Start of Input for this task

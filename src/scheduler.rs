// ⏱️ Lazy Scoring Scheduler - Fill the score cache in bounded batches
//
// The first access to an (entity dataset, result dataset) combination scores
// every missing pair; afterwards the combination is served from the
// match_scores table alone. Dataset versions are immutable, so a completed
// run never goes stale.
//
// Per batch:
//   1. score the pairs in parallel on a bounded rayon pool
//   2. commit the successful scores in one transaction (upsert by key)
//   3. log and count pairs that failed, they stay unscored
//
// A crash mid-batch loses only that batch; rerunning picks it up again.

use crate::config::{ReconConfig, MAX_BATCH_SIZE};
use crate::db::{self, get_dataset, load_entities, load_results, scored_pairs, ScoreRun};
use crate::error::{ReconError, Result};
use crate::index::{EntityIndex, ResultIndex};
use crate::missing::missing_pairs;
use crate::model::{DatasetId, DatasetKind, MatchScore};
use crate::scoring::SimilarityScorer;
use chrono::{DateTime, Utc};
use rayon::prelude::*;
use rusqlite::Connection;
use serde::{Deserialize, Serialize};
use thiserror::Error;

// ============================================================================
// RUN STATISTICS
// ============================================================================

#[derive(Debug, Clone, Default, PartialEq, Serialize, Deserialize)]
pub struct ScoreRunStats {
    /// Newly persisted scores
    pub scored: usize,
    /// Pairs that could not be scored this run
    pub failed: usize,
    pub batches: usize,
    /// Stopped early by the caller
    pub cancelled: bool,
}

/// Why a single pair was left unscored
#[derive(Error, Debug, Clone, PartialEq)]
pub enum PairFailure {
    #[error("entity {0} is not part of the loaded entity dataset")]
    UnknownEntity(i64),

    #[error("result {0} is not part of the loaded result dataset")]
    UnknownResult(i64),

    #[error("scorer produced a non-finite value")]
    NonFinite,
}

// ============================================================================
// SCHEDULER
// ============================================================================

pub struct ScoringScheduler {
    scorer: SimilarityScorer,
    batch_size: usize,
    workers: usize,
}

impl ScoringScheduler {
    pub fn new(config: &ReconConfig) -> Self {
        ScoringScheduler {
            scorer: SimilarityScorer::with_config(config.scoring.clone()),
            batch_size: config.scheduler.batch_size.clamp(1, MAX_BATCH_SIZE),
            workers: config.scheduler.workers,
        }
    }

    /// Clamped to `1..=MAX_BATCH_SIZE`
    pub fn with_batch_size(mut self, batch_size: usize) -> Self {
        self.batch_size = batch_size.clamp(1, MAX_BATCH_SIZE);
        self
    }

    pub fn batch_size(&self) -> usize {
        self.batch_size
    }

    /// Score every missing pair of the combination
    pub fn compute_scores(
        &self,
        conn: &Connection,
        entity_dataset: DatasetId,
        result_dataset: DatasetId,
    ) -> Result<ScoreRunStats> {
        self.compute_scores_until(conn, entity_dataset, result_dataset, || true)
    }

    /// Like `compute_scores`, asking `should_continue` before each batch.
    /// Batches already committed stay valid when it says stop.
    pub fn compute_scores_until<F>(
        &self,
        conn: &Connection,
        entity_dataset: DatasetId,
        result_dataset: DatasetId,
        mut should_continue: F,
    ) -> Result<ScoreRunStats>
    where
        F: FnMut() -> bool,
    {
        get_dataset(conn, DatasetKind::Entities, entity_dataset)?;
        get_dataset(conn, DatasetKind::Results, result_dataset)?;

        let entities = load_entities(conn, entity_dataset)?;
        let results = load_results(conn, result_dataset)?;
        let already_scored = scored_pairs(conn, entity_dataset, result_dataset)?;
        let missing = missing_pairs(&entities, &results, &already_scored);

        let mut stats = ScoreRunStats::default();

        if missing.is_empty() {
            tracing::debug!(
                entity_dataset = entity_dataset.0,
                result_dataset = result_dataset.0,
                "no missing pairs"
            );
        } else {
            tracing::info!(
                entity_dataset = entity_dataset.0,
                result_dataset = result_dataset.0,
                missing = missing.len(),
                batch_size = self.batch_size,
                "scoring missing pairs"
            );

            let pool = rayon::ThreadPoolBuilder::new()
                .num_threads(self.workers)
                .build()
                .map_err(|e| ReconError::ThreadPool(e.to_string()))?;

            let entity_index = EntityIndex::build(&entities);
            let result_index = ResultIndex::build(&results);

            for batch in missing.chunks(self.batch_size) {
                if !should_continue() {
                    stats.cancelled = true;
                    tracing::info!(batches = stats.batches, "scoring stopped by caller");
                    break;
                }

                let computed_at = Utc::now();
                let outcomes: Vec<((i64, i64), std::result::Result<MatchScore, PairFailure>)> =
                    pool.install(|| {
                        batch
                            .par_iter()
                            .map(|&(entity_id, result_id)| {
                                let outcome = self.score_one(
                                    &entity_index,
                                    &result_index,
                                    entity_dataset,
                                    result_dataset,
                                    (entity_id, result_id),
                                    computed_at,
                                );
                                ((entity_id, result_id), outcome)
                            })
                            .collect()
                    });

                let mut scores = Vec::with_capacity(outcomes.len());
                for ((entity_id, result_id), outcome) in outcomes {
                    match outcome {
                        Ok(score) => scores.push(score),
                        Err(e) => {
                            stats.failed += 1;
                            tracing::warn!(entity_id, result_id, error = %e, "pair left unscored");
                        }
                    }
                }

                let inserted = db::insert_scores(conn, &scores)?;
                stats.scored += inserted;
                stats.batches += 1;

                tracing::info!(
                    batch = stats.batches,
                    inserted,
                    failed = stats.failed,
                    "committed score batch"
                );
            }
        }

        if !stats.cancelled {
            db::record_score_run(
                conn,
                &ScoreRun {
                    entity_dataset,
                    result_dataset,
                    scored: stats.scored as i64,
                    failed: stats.failed as i64,
                    completed_at: Utc::now(),
                },
            )?;
        }

        Ok(stats)
    }

    /// Compute on first access only. Returns the run statistics when work
    /// was done, None when the combination was already complete.
    pub fn ensure_scored(
        &self,
        conn: &Connection,
        entity_dataset: DatasetId,
        result_dataset: DatasetId,
    ) -> Result<Option<ScoreRunStats>> {
        if let Some(run) = db::get_score_run(conn, entity_dataset, result_dataset)? {
            tracing::debug!(
                entity_dataset = entity_dataset.0,
                result_dataset = result_dataset.0,
                completed_at = %run.completed_at,
                "scores served from cache"
            );
            return Ok(None);
        }

        self.compute_scores(conn, entity_dataset, result_dataset).map(Some)
    }

    fn score_one(
        &self,
        entities: &EntityIndex,
        results: &ResultIndex,
        entity_dataset: DatasetId,
        result_dataset: DatasetId,
        (entity_id, result_id): (i64, i64),
        computed_at: DateTime<Utc>,
    ) -> std::result::Result<MatchScore, PairFailure> {
        let entity = entities
            .get(entity_id)
            .ok_or(PairFailure::UnknownEntity(entity_id))?;
        let result = results
            .get(result_id)
            .ok_or(PairFailure::UnknownResult(result_id))?;

        let breakdown = self.scorer.score_pair(entity, result);
        if !breakdown.is_finite() {
            return Err(PairFailure::NonFinite);
        }

        Ok(MatchScore {
            result_dataset,
            entity_dataset,
            entity_id,
            result_id,
            scores: breakdown.to_storage(),
            computed_at,
        })
    }
}

// ============================================================================
// FUNCTION-LEVEL CONTRACT
// ============================================================================

/// Score every missing pair of the combination in batches of `batch_size`
pub fn compute_scores(
    conn: &Connection,
    entity_dataset: DatasetId,
    result_dataset: DatasetId,
    batch_size: usize,
    config: &ReconConfig,
) -> Result<ScoreRunStats> {
    ScoringScheduler::new(config)
        .with_batch_size(batch_size)
        .compute_scores(conn, entity_dataset, result_dataset)
}

/// Lazy trigger used by readers: scores the combination on first access
pub fn ensure_scored(
    conn: &Connection,
    entity_dataset: DatasetId,
    result_dataset: DatasetId,
    config: &ReconConfig,
) -> Result<Option<ScoreRunStats>> {
    ScoringScheduler::new(config).ensure_scored(conn, entity_dataset, result_dataset)
}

End of Input for this task

Please output the complete set of records above without any alteration.

**Solution**
filename src/scheduler.rs
// ⏱️ Lazy Scoring Scheduler - Fill the score cache in bounded batches
//
// The first access to an (entity dataset, result dataset) combination scores
// every missing pair; afterwards the combination is served from the
// match_scores table alone. Dataset versions are immutable, so a completed
// run never goes stale.
//
// Per batch:
//   1. score the pairs in parallel on a bounded rayon pool
//   2. commit the successful scores in one transaction (upsert by key)
//   3. log and count pairs that failed, they stay unscored
//
// A crash mid-batch loses only that batch; rerunning picks it up again.

use crate::config::{ReconConfig, MAX_BATCH_SIZE};
use crate::db::{self, get_dataset, load_entities, load_results, scored_pairs, ScoreRun};
use crate::error::{ReconError, Result};
use crate::index::{EntityIndex, ResultIndex};
use crate::missing::missing_pairs;
use crate::model::{DatasetId, DatasetKind, MatchScore};
use crate::scoring::SimilarityScorer;
use chrono::{DateTime, Utc};
use rayon::prelude::*;
use rusqlite::Connection;
use serde::{Deserialize, Serialize};
use thiserror::Error;

// ============================================================================
// RUN STATISTICS
// ============================================================================

#[derive(Debug, Clone, Default, PartialEq, Serialize, Deserialize)]
pub struct ScoreRunStats {
    /// Newly persisted scores
    pub scored: usize,
    /// Pairs that could not be scored this run
    pub failed: usize,
    pub batches: usize,
    /// Stopped early by the caller
    pub cancelled: bool,
}

/// Why a single pair was left unscored
#[derive(Error, Debug, Clone, PartialEq)]
pub enum PairFailure {
    #[error("entity {0} is not part of the loaded entity dataset")]
    UnknownEntity(i64),

    #[error("result {0} is not part of the loaded result dataset")]
    UnknownResult(i64),

    #[error("scorer produced a non-finite value")]
    NonFinite,
}

// ============================================================================
// SCHEDULER
// ============================================================================

pub struct ScoringScheduler {
    scorer: SimilarityScorer,
    batch_size: usize,
    workers: usize,
}

impl ScoringScheduler {
    pub fn new(config: &ReconConfig) -> Self {
        ScoringScheduler {
            scorer: SimilarityScorer::with_config(config.scoring.clone()),
            batch_size: config.scheduler.batch_size.clamp(1, MAX_BATCH_SIZE),
            workers: config.scheduler.workers,
        }
    }

    /// Clamped to `1..=MAX_BATCH_SIZE`
    pub fn with_batch_size(mut self, batch_size: usize) -> Self {
        self.batch_size = batch_size.clamp(1, MAX_BATCH_SIZE);
        self
    }

    pub fn batch_size(&self) -> usize {
        self.batch_size
    }

    /// Score every missing pair of the combination
    pub fn compute_scores(
        &self,
        conn: &Connection,
        entity_dataset: DatasetId,
        result_dataset: DatasetId,
    ) -> Result<ScoreRunStats> {
        self.compute_scores_until(conn, entity_dataset, result_dataset, || true)
    }

    /// Like `compute_scores`, asking `should_continue` before each batch.
    /// Batches already committed stay valid when it says stop.
    pub fn compute_scores_until<F>(
        &self,
        conn: &Connection,
        entity_dataset: DatasetId,
        result_dataset: DatasetId,
        mut should_continue: F,
    ) -> Result<ScoreRunStats>
    where
        F: FnMut() -> bool,
    {
        get_dataset(conn, DatasetKind::Entities, entity_dataset)?;
        get_dataset(conn, DatasetKind::Results, result_dataset)?;

        let entities = load_entities(conn, entity_dataset)?;
        let results = load_results(conn, result_dataset)?;
        let already_scored = scored_pairs(conn, entity_dataset, result_dataset)?;
        let missing = missing_pairs(&entities, &results, &already_scored);

        let mut stats = ScoreRunStats::default();

        if missing.is_empty() {
            tracing::debug!(
                entity_dataset = entity_dataset.0,
                result_dataset = result_dataset.0,
                "no missing pairs"
            );
        } else {
            tracing::info!(
                entity_dataset = entity_dataset.0,
                result_dataset = result_dataset.0,
                missing = missing.len(),
                batch_size = self.batch_size,
                "scoring missing pairs"
            );

            let pool = rayon::ThreadPoolBuilder::new()
                .num_threads(self.workers)
                .build()
                .map_err(|e| ReconError::ThreadPool(e.to_string()))?;

            let entity_index = EntityIndex::build(&entities);
            let result_index = ResultIndex::build(&results);

            for batch in missing.chunks(self.batch_size) {
                if !should_continue() {
                    stats.cancelled = true;
                    tracing::info!(batches = stats.batches, "scoring stopped by caller");
                    break;
                }

                let computed_at = Utc::now();
                let outcomes: Vec<((i64, i64), std::result::Result<MatchScore, PairFailure>)> =
                    pool.install(|| {
                        batch
                            .par_iter()
                            .map(|&(entity_id, result_id)| {
                                let outcome = self.score_one(
                                    &entity_index,
                                    &result_index,
                                    entity_dataset,
                                    result_dataset,
                                    (entity_id, result_id),
                                    computed_at,
                                );
                                ((entity_id, result_id), outcome)
                            })
                            .collect()
                    });

                let mut scores = Vec::with_capacity(outcomes.len());
                for ((entity_id, result_id), outcome) in outcomes {
                    match outcome {
                        Ok(score) => scores.push(score),
                        Err(e) => {
                            stats.failed += 1;
                            tracing::warn!(entity_id, result_id, error = %e, "pair left unscored");
                        }
                    }
                }

                let inserted = db::insert_scores(conn, &scores)?;
                stats.scored += inserted;
                stats.batches += 1;

                tracing::info!(
                    batch = stats.batches,
                    inserted,
                    failed = stats.failed,
                    "committed score batch"
                );
            }
        }

        if !stats.cancelled {
            db::record_score_run(
                conn,
                &ScoreRun {
                    entity_dataset,
                    result_dataset,
                    scored: stats.scored as i64,
                    failed: stats.failed as i64,
                    completed_at: Utc::now(),
                },
            )?;
        }

        Ok(stats)
    }

    /// Compute on first access only. Returns the run statistics when work
    /// was done, None when the combination was already complete.
    pub fn ensure_scored(
        &self,
        conn: &Connection,
        entity_dataset: DatasetId,
        result_dataset: DatasetId,
    ) -> Result<Option<ScoreRunStats>> {
        if let Some(run) = db::get_score_run(conn, entity_dataset, result_dataset)? {
            tracing::debug!(
                entity_dataset = entity_dataset.0,
                result_dataset = result_dataset.0,
                completed_at = %run.completed_at,
                "scores served from cache"
            );
            return Ok(None);
        }

        self.compute_scores(conn, entity_dataset, result_dataset).map(Some)
    }

    fn score_one(
        &self,
        entities: &EntityIndex,
        results: &ResultIndex,
        entity_dataset: DatasetId,
        result_dataset: DatasetId,
        (entity_id, result_id): (i64, i64),
        computed_at: DateTime<Utc>,
    ) -> std::result::Result<MatchScore, PairFailure> {
        let entity = entities
            .get(entity_id)
            .ok_or(PairFailure::UnknownEntity(entity_id))?;
        let result = results
            .get(result_id)
            .ok_or(PairFailure::UnknownResult(result_id))?;

        let breakdown = self.scorer.score_pair(entity, result);
        if !breakdown.is_finite() {
            return Err(PairFailure::NonFinite);
        }

        Ok(MatchScore {
            result_dataset,
            entity_dataset,
            entity_id,
            result_id,
            scores: breakdown.to_storage(),
            computed_at,
        })
    }
}

// ============================================================================
// FUNCTION-LEVEL CONTRACT
// ============================================================================

/// Score every missing pair of the combination in batches of `batch_size`
pub fn compute_scores(
    conn: &Connection,
    entity_dataset: DatasetId,
    result_dataset: DatasetId,
    batch_size: usize,
    config: &ReconConfig,
) -> Result<ScoreRunStats> {
    ScoringScheduler::new(config)
        .with_batch_size(batch_size)
        .compute_scores(conn, entity_dataset, result_dataset)
}

/// Lazy trigger used by readers: scores the combination on first access
pub fn ensure_scored(
    conn: &Connection,
    entity_dataset: DatasetId,
    result_dataset: DatasetId,
    config: &ReconConfig,
) -> Result<Option<ScoreRunStats>> {
    ScoringScheduler::new(config).ensure_scored(conn, entity_dataset, result_dataset)
}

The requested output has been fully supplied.